Even when I checked into the Best Western that night almost too exhausted to keep my eyes open, I felt some kind of thrill words could never explain. Maybe it was from being back on the road without the excess baggage and drama that came with touring or maybe it was because I had listened to that instinct to just run away from my problems for once. Either way, it felt like a weight had been lifted from my shoulders.
It felt good to strip down to my boxers and lay in a bed that wasn’t mine knowing my problems were hundreds of miles away. I was still at peace and half asleep when my phone rang.
“Fuck!” I exclaimed under my breath as I dug in my jeans for my phone, “Hello?”
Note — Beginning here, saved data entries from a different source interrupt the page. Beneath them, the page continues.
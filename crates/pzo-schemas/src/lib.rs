//! Wire types shared by the order client, the order desk and the page shell.
//!
//! Field names follow the JSON contract of `POST /api/order`
//! (`fullName`, `size`, `toppings`). No validation lives here.

use serde::{Deserialize, Serialize};

/// Body of `POST /api/order` as sent by the submission controller.
#[derive(Debug, Clone, PartialEq, Eq, Serialize, Deserialize)]
#[serde(rename_all = "camelCase")]
pub struct OrderRequest {
    pub full_name: String,
    /// `"S" | "M" | "L"`.
    pub size: String,
    pub toppings: Vec<String>,
}

/// Lenient view of an incoming order body.
///
/// Every key is optional so the receiving side can report a missing key as a
/// rule violation instead of a decode failure.
#[derive(Debug, Clone, Default, PartialEq, Eq, Serialize, Deserialize)]
#[serde(rename_all = "camelCase")]
pub struct IncomingOrder {
    #[serde(default)]
    pub full_name: Option<String>,
    #[serde(default)]
    pub size: Option<String>,
    #[serde(default)]
    pub toppings: Option<Vec<String>>,
}

/// Reply body for both accepted and rejected orders.
///
/// `message` is optional on decode: a rejection without a structured message
/// is still a rejection.
#[derive(Debug, Clone, Default, PartialEq, Eq, Serialize, Deserialize)]
pub struct OrderReply {
    #[serde(default, skip_serializing_if = "Option::is_none")]
    pub message: Option<String>,
}

impl OrderReply {
    pub fn with_message(message: impl Into<String>) -> Self {
        Self {
            message: Some(message.into()),
        }
    }
}

/// One checkbox entry of the topping catalog as rendered to clients.
#[derive(Debug, Clone, PartialEq, Eq, Serialize, Deserialize)]
pub struct ToppingView {
    pub id: String,
    pub label: String,
}
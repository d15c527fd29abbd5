//! Schema validator.
//!
//! One pure function per field returning a [`FieldCheck`]; the whole-record
//! check is their conjunction. Single-field checks look at the candidate value
//! only and never at the other fields.

use pzo_schemas::IncomingOrder;

use crate::{Field, FieldValue, OrderRecord};

pub const FULL_NAME_MIN_CHARS: usize = 3;
pub const FULL_NAME_MAX_CHARS: usize = 20;

pub const FULL_NAME_TOO_SHORT: &str = "full name must be at least 3 characters";
pub const FULL_NAME_TOO_LONG: &str = "full name must be at most 20 characters";
pub const SIZE_INVALID: &str = "size must be S or M or L";
pub const TOPPINGS_MISSING: &str = "toppings must be a list";

/// Accepted size codes.
pub const SIZES: [&str; 3] = ["S", "M", "L"];

/// Result of validating one field.
#[derive(Debug, Clone, PartialEq, Eq)]
pub enum FieldCheck {
    Accepted,
    Rejected(String),
}

impl FieldCheck {
    pub fn is_accepted(&self) -> bool {
        matches!(self, FieldCheck::Accepted)
    }

    /// Text for the error store: `""` when accepted.
    pub fn error_text(&self) -> &str {
        match self {
            FieldCheck::Accepted => "",
            FieldCheck::Rejected(msg) => msg,
        }
    }
}

// ---------------------------------------------------------------------------
// Field rules
// ---------------------------------------------------------------------------

/// Length is counted in characters after trimming; empty falls into the
/// too-short branch.
///
/// "Characters" are Unicode scalar values and trimming uses `str::trim`, so
/// U+FEFF is kept and counted. Browser-side `trim()` strips it and counts
/// UTF-16 units; this server-side rule is the one that decides.
pub fn check_full_name(candidate: &str) -> FieldCheck {
    let len = candidate.trim().chars().count();
    if len < FULL_NAME_MIN_CHARS {
        FieldCheck::Rejected(FULL_NAME_TOO_SHORT.to_string())
    } else if len > FULL_NAME_MAX_CHARS {
        FieldCheck::Rejected(FULL_NAME_TOO_LONG.to_string())
    } else {
        FieldCheck::Accepted
    }
}

pub fn check_size(candidate: &str) -> FieldCheck {
    if SIZES.contains(&candidate) {
        FieldCheck::Accepted
    } else {
        FieldCheck::Rejected(SIZE_INVALID.to_string())
    }
}

/// Any list passes, including an empty one. Only an absent list fails.
pub fn check_toppings(candidate: Option<&[String]>) -> FieldCheck {
    match candidate {
        Some(_) => FieldCheck::Accepted,
        None => FieldCheck::Rejected(TOPPINGS_MISSING.to_string()),
    }
}

pub fn validate_value(value: &FieldValue) -> FieldCheck {
    match value {
        FieldValue::FullName(s) => check_full_name(s),
        FieldValue::Size(s) => check_size(s),
        FieldValue::Toppings(t) => check_toppings(Some(t)),
    }
}

// ---------------------------------------------------------------------------
// Whole record
// ---------------------------------------------------------------------------

pub fn validate_record(record: &OrderRecord) -> bool {
    record_violations(record).is_empty()
}

/// Every failing field with its message, in declaration order.
pub fn record_violations(record: &OrderRecord) -> Vec<(Field, String)> {
    Field::ALL
        .iter()
        .filter_map(|f| match validate_value(&record.value_of(*f)) {
            FieldCheck::Accepted => None,
            FieldCheck::Rejected(msg) => Some((*f, msg)),
        })
        .collect()
}

/// Validate a body received over the wire.
///
/// Missing `fullName` or `size` fail through their ordinary rules (an absent
/// value is treated as empty); a missing `toppings` key is its own failure.
pub fn validate_incoming(order: &IncomingOrder) -> Result<OrderRecord, Vec<(Field, String)>> {
    let record = OrderRecord {
        full_name: order.full_name.clone().unwrap_or_default(),
        size: order.size.clone().unwrap_or_default(),
        toppings: order.toppings.clone().unwrap_or_default(),
    };

    let mut violations = Vec::new();
    if let FieldCheck::Rejected(msg) = check_full_name(&record.full_name) {
        violations.push((Field::FullName, msg));
    }
    if let FieldCheck::Rejected(msg) = check_size(&record.size) {
        violations.push((Field::Size, msg));
    }
    if let FieldCheck::Rejected(msg) = check_toppings(order.toppings.as_deref()) {
        violations.push((Field::Toppings, msg));
    }

    if violations.is_empty() {
        Ok(record)
    } else {
        Err(violations)
    }
}
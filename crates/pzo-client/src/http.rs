//! reqwest-backed [`OrderEndpoint`].

use std::time::Duration;

use anyhow::{Context, Result};
use pzo_schemas::{OrderReply, OrderRequest};
use tracing::debug;

use crate::{OrderAccepted, OrderEndpoint, SubmitError};

pub const ORDER_PATH: &str = "/api/order";

/// Posts orders to `{base_url}/api/order`.
///
/// The timeout lives here, in the transport; the submission controller
/// itself never times out.
#[derive(Debug, Clone)]
pub struct HttpOrderEndpoint {
    http: reqwest::Client,
    base_url: String,
}

impl HttpOrderEndpoint {
    pub fn new(base_url: impl Into<String>) -> Self {
        Self {
            http: reqwest::Client::new(),
            base_url: base_url.into(),
        }
    }

    pub fn with_timeout(base_url: impl Into<String>, timeout: Duration) -> Result<Self> {
        let http = reqwest::Client::builder()
            .timeout(timeout)
            .build()
            .context("failed to build order http client")?;
        Ok(Self {
            http,
            base_url: base_url.into(),
        })
    }

    pub fn order_url(&self) -> String {
        format!("{}{}", self.base_url.trim_end_matches('/'), ORDER_PATH)
    }
}

#[async_trait::async_trait]
impl OrderEndpoint for HttpOrderEndpoint {
    fn endpoint_name(&self) -> &'static str {
        "http"
    }

    async fn place_order(&self, order: &OrderRequest) -> Result<OrderAccepted, SubmitError> {
        let url = self.order_url();
        debug!(%url, "posting order");

        let resp = self
            .http
            .post(&url)
            .json(order)
            .send()
            .await
            .map_err(|e| SubmitError::Transport(describe_transport(&e)))?;

        let status = resp.status();
        let body = resp
            .bytes()
            .await
            .map_err(|e| SubmitError::Transport(describe_transport(&e)))?;

        // A body that is not JSON (or has no message) is not fatal on its own:
        // a rejection stays a rejection.
        let message = serde_json::from_slice::<OrderReply>(&body)
            .ok()
            .and_then(|r| r.message);

        if !status.is_success() {
            return Err(SubmitError::Rejected {
                status: status.as_u16(),
                message,
            });
        }

        match message {
            Some(message) => Ok(OrderAccepted { message }),
            None => Err(SubmitError::Decode(format!(
                "order endpoint returned HTTP {} without a message",
                status.as_u16()
            ))),
        }
    }
}

fn describe_transport(e: &reqwest::Error) -> String {
    if e.is_timeout() {
        "the order service did not answer in time".to_string()
    } else if e.is_connect() {
        "could not reach the order service".to_string()
    } else {
        format!("order request failed: {e}")
    }
}
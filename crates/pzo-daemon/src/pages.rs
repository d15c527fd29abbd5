//! Server-rendered pages: the navigation shell and the order form.
//!
//! Plain strings; every piece of user-supplied text goes through
//! [`escape_html`].

use pzo_form::{catalog, Field, FormView, Outcome};

/// Form field name for a topping checkbox.
pub fn topping_input_name(id: &str) -> String {
    format!("topping_{id}")
}

pub fn render_landing() -> String {
    layout(
        "Home",
        "<h2>Welcome to Bloom Pizza!</h2>\n<p><a href=\"/order\">Order a pizza</a></p>",
    )
}

pub fn render_order(view: &FormView) -> String {
    let mut body = String::new();
    body.push_str("<h2>Order Your Pizza</h2>\n");

    match &view.outcome {
        Outcome::Success(m) => {
            body.push_str(&format!("<div class=\"success\">{}</div>\n", escape_html(m)))
        }
        Outcome::Failure(m) => {
            body.push_str(&format!("<div class=\"failure\">{}</div>\n", escape_html(m)))
        }
        Outcome::None => {}
    }

    body.push_str("<form method=\"post\" action=\"/order\">\n");

    // fullName
    body.push_str(&format!(
        "<div class=\"input-group\"><label for=\"fullName\">Full Name</label>\
         <input id=\"fullName\" name=\"fullName\" type=\"text\" placeholder=\"Type full name\" value=\"{}\">{}</div>\n",
        escape_html(&view.values.full_name),
        error_line(view, Field::FullName)
    ));

    // size
    let mut options = String::from("<option value=\"\">----Choose Size----</option>");
    for (code, label) in catalog::SIZE_OPTIONS {
        let selected = if view.values.size == code { " selected" } else { "" };
        options.push_str(&format!(
            "<option value=\"{code}\"{selected}>{}</option>",
            capitalize(label)
        ));
    }
    body.push_str(&format!(
        "<div class=\"input-group\"><label for=\"size\">Size</label>\
         <select id=\"size\" name=\"size\">{options}</select>{}</div>\n",
        error_line(view, Field::Size)
    ));

    // toppings
    body.push_str("<div class=\"input-group\">");
    for t in catalog::TOPPINGS.iter() {
        let checked = if view.values.has_topping(t.id) {
            " checked"
        } else {
            ""
        };
        body.push_str(&format!(
            "<label><input type=\"checkbox\" name=\"{}\"{checked}> {}</label><br>",
            topping_input_name(t.id),
            t.label
        ));
    }
    body.push_str("</div>\n");

    let disabled = if view.can_submit { "" } else { " disabled" };
    body.push_str("<button type=\"submit\" name=\"action\" value=\"check\">Check</button>\n");
    body.push_str(&format!(
        "<button type=\"submit\" name=\"action\" value=\"submit\"{disabled}>Place order</button>\n"
    ));
    body.push_str("</form>");

    layout("Order", &body)
}

fn error_line(view: &FormView, field: Field) -> String {
    let msg = view.errors.get(field);
    if msg.is_empty() {
        String::new()
    } else {
        format!("<div class=\"error\">{}</div>", escape_html(msg))
    }
}

fn layout(title: &str, body: &str) -> String {
    format!(
        "<!DOCTYPE html>\n<html lang=\"en\">\n<head><meta charset=\"utf-8\"><title>{title} | Bloom Pizza</title></head>\n\
         <body>\n<nav><a href=\"/\">Home</a> <a href=\"/order\">Order</a></nav>\n<main>\n{body}\n</main>\n</body>\n</html>\n"
    )
}

fn capitalize(s: &str) -> String {
    let mut chars = s.chars();
    match chars.next() {
        Some(c) => c.to_uppercase().chain(chars).collect(),
        None => String::new(),
    }
}

pub fn escape_html(s: &str) -> String {
    let mut out = String::with_capacity(s.len());
    for c in s.chars() {
        match c {
            '&' => out.push_str("&amp;"),
            '<' => out.push_str("&lt;"),
            '>' => out.push_str("&gt;"),
            '"' => out.push_str("&quot;"),
            '\'' => out.push_str("&#39;"),
            other => out.push(other),
        }
    }
    out
}
// SPDX-License-Identifier: MIT
// Copyright 2026 Roland Dreier <roland@rolandd.dev>

//! Per-runner statistics for one aggregation window.
//!
//! A row is a pure function of the activity records inside its window:
//! [`RunnerStatistics::recalculate`] rebuilds every aggregate from scratch,
//! so recomputing with the same records always yields the same values.

use chrono::{DateTime, Utc};
use serde::{Deserialize, Serialize};

use crate::models::activity::{format_minutes, format_pace};
use crate::models::{ActivityRecord, PeriodKey, PeriodKind};
use crate::services::metabolic::round_half_up;

/// Aggregated statistics for a runner over one period.
///
/// Stored at: `runner_statistics/{runner}_{KIND}_{label}`
///
/// The period is kept as flat fields so stores can filter on them.
#[derive(Debug, Clone, PartialEq, Serialize, Deserialize)]
pub struct RunnerStatistics {
    // ─── Identity ────────────────────────────────────────────────
    pub runner_name: String,
    pub period_kind: PeriodKind,
    /// ISO week-based year for weekly rows, calendar year otherwise
    pub period_year: i32,
    /// Set for weekly rows only
    #[serde(default)]
    pub period_week: Option<u32>,
    /// Set for monthly rows only
    #[serde(default)]
    pub period_month: Option<u32>,

    // ─── Totals ──────────────────────────────────────────────────
    #[serde(default)]
    pub total_runs: u32,
    #[serde(default)]
    pub total_distance_km: f64,
    #[serde(default)]
    pub total_time_minutes: u32,
    #[serde(default)]
    pub total_calories: f64,

    // ─── Derived ─────────────────────────────────────────────────
    #[serde(default)]
    pub average_speed_kmh: f64,
    #[serde(default)]
    pub average_pace_min_per_km: f64,
    #[serde(default)]
    pub average_heart_rate: u32,
    #[serde(default)]
    pub average_cadence: u32,
    #[serde(default)]
    pub max_speed_kmh: f64,
    #[serde(default)]
    pub max_distance_km: f64,
    #[serde(default)]
    pub max_time_minutes: u32,

    // ─── Metadata ────────────────────────────────────────────────
    /// When the aggregates were last recomputed
    pub last_calculated_at: DateTime<Utc>,
    /// When the row was first created
    pub created_at: DateTime<Utc>,
}

impl RunnerStatistics {
    /// Fresh zero-valued row for a runner and period.
    pub fn new(runner_name: &str, key: PeriodKey, now: DateTime<Utc>) -> Self {
        Self {
            runner_name: runner_name.to_string(),
            period_kind: key.kind(),
            period_year: key.year(),
            period_week: key.week(),
            period_month: key.month(),
            total_runs: 0,
            total_distance_km: 0.0,
            total_time_minutes: 0,
            total_calories: 0.0,
            average_speed_kmh: 0.0,
            average_pace_min_per_km: 0.0,
            average_heart_rate: 0,
            average_cadence: 0,
            max_speed_kmh: 0.0,
            max_distance_km: 0.0,
            max_time_minutes: 0,
            last_calculated_at: now,
            created_at: now,
        }
    }

    /// Reassemble the period key from the flat fields.
    ///
    /// Returns `None` when the stored fields do not describe a valid key.
    pub fn period_key(&self) -> Option<PeriodKey> {
        let key = match self.period_kind {
            PeriodKind::Weekly => PeriodKey::Weekly {
                year: self.period_year,
                week: self.period_week?,
            },
            PeriodKind::Monthly => PeriodKey::Monthly {
                year: self.period_year,
                month: self.period_month?,
            },
            PeriodKind::Yearly => PeriodKey::Yearly {
                year: self.period_year,
            },
        };
        Some(key)
    }

    /// Rebuild every aggregate from `records` and stamp `now`.
    ///
    /// An empty slice zeroes the row, overwriting stale values.
    pub fn recalculate(&mut self, records: &[ActivityRecord], now: DateTime<Utc>) {
        self.last_calculated_at = now;

        if records.is_empty() {
            self.reset_aggregates();
            return;
        }

        let count = records.len() as f64;
        let total_distance: f64 = records.iter().map(|r| r.distance_km).sum();
        let total_time: u32 = records.iter().map(|r| r.duration_minutes).sum();
        let total_calories: f64 = records.iter().map(ActivityRecord::calories).sum();

        self.total_runs = records.len() as u32;
        self.total_distance_km = round_half_up(total_distance, 2);
        self.total_time_minutes = total_time;
        self.total_calories = round_half_up(total_calories, 1);

        let average_speed = if total_time > 0 {
            total_distance / f64::from(total_time) * 60.0
        } else {
            0.0
        };
        self.average_speed_kmh = round_half_up(average_speed, 2);

        let average_pace = if total_distance > 0.0 {
            f64::from(total_time) / total_distance
        } else {
            0.0
        };
        self.average_pace_min_per_km = round_half_up(average_pace, 2);

        let heart_rate_sum: f64 = records.iter().map(|r| f64::from(r.max_heart_rate)).sum();
        self.average_heart_rate = round_half_up(heart_rate_sum / count, 0) as u32;

        let cadence_sum: f64 = records.iter().map(|r| f64::from(r.cadence)).sum();
        self.average_cadence = round_half_up(cadence_sum / count, 0) as u32;

        let max_speed = records.iter().map(|r| r.max_speed_kmh).fold(0.0, f64::max);
        self.max_speed_kmh = round_half_up(max_speed, 2);

        let max_distance = records.iter().map(|r| r.distance_km).fold(0.0, f64::max);
        self.max_distance_km = round_half_up(max_distance, 2);

        self.max_time_minutes = records
            .iter()
            .map(|r| r.duration_minutes)
            .max()
            .unwrap_or(0);
    }

    /// True when every aggregate equals `other`'s, ignoring timestamps.
    pub fn same_aggregates(&self, other: &RunnerStatistics) -> bool {
        let mut a = self.clone();
        a.last_calculated_at = other.last_calculated_at;
        a.created_at = other.created_at;
        a == *other
    }

    fn reset_aggregates(&mut self) {
        self.total_runs = 0;
        self.total_distance_km = 0.0;
        self.total_time_minutes = 0;
        self.total_calories = 0.0;
        self.average_speed_kmh = 0.0;
        self.average_pace_min_per_km = 0.0;
        self.average_heart_rate = 0;
        self.average_cadence = 0;
        self.max_speed_kmh = 0.0;
        self.max_distance_km = 0.0;
        self.max_time_minutes = 0;
    }

    pub fn formatted_total_time(&self) -> String {
        format_minutes(self.total_time_minutes)
    }

    pub fn formatted_average_pace(&self) -> String {
        format_pace(self.average_pace_min_per_km)
    }

    /// Human-readable period, e.g. `"2025 week 3"`.
    pub fn period_display(&self) -> String {
        self.period_key()
            .map(|key| key.to_string())
            .unwrap_or_default()
    }
}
“What the fuck is going on and why am I the one in the dark, again?” Taylor’s angry voice greeted me. Isaac was smart to ignore all his calls even if the 7 button on his phone was worn out.
“So…I take it you’ve talked to Ike.” I replied slowly.
“No! I came over to your place with leftovers and the damn place is ransacked so I called Mikayla and—“ Taylor rambled even as I closed my phone and laid back.
Even then it was too late to try and get back to sleep. The gears were turning and I wanted to know what Mikayla said to Tay if she even bothered to answer.
I didn’t want to call her…I wasn’t going to call her…I didn’t care about what she’d have to say to me…so, why the hell was I dialing her number?
“Hullo?” her soft, tired voice answered and I thought of the mornings she’d wake up and smile at me as she greeted me with that same soft tone.
My anger at her and the situation almost vanished at that moment, almost.
“What the fuck did you say to my brother!” I snapped out of nowhere.
“What the fuck does it matter!” Mikayla snapped back.
Well, she was awake now.
“I’m not going to sit back and let you talk shit about me to my brother!” I retorted as I sat up, like it would matter even though we were on the phone.
“Then you shouldn’t have run off like a pussy!” Mikayla snorted.
“Why the fuck would I want to stay in the same city as a twaffle like you?” I asked and closed my phone, dropping it to my lap.
I stared at my phone for a few seconds before I started laughing at the fact I’d just called the woman I once wanted to marry a twaffle, one of my younger brother’s favorite words. (Probably because neither of our parents realized it was a combination of the words twat and waffle.)
I let myself fall back against the pillow and tried to sleep again.
I rolled over and looked at the clock with a disgruntled sigh. 3:37 in the morning and the couple next door decided this would be a good time to fuck in a hotel room with paper-thin walls.
I pulled the pillow over my head. I tried listening to my IPod. Hell, I even tried meditation. None of it worked.
What finally did work was banging my fist against the wall and yelling, “If you’re gonna fuck, fuck quietly! Some of us need to sleep!” Then again, that’ll give any guy performance anxiety in a heartbeat.
I sighed and closed my eyes finally able to sleep again.
Later that morning I got dressed and went to check out at the last possible minute, laughing as the couple from next door left their room as I walked out of mine.
I was back on the road by noon ready for another taste of freedom.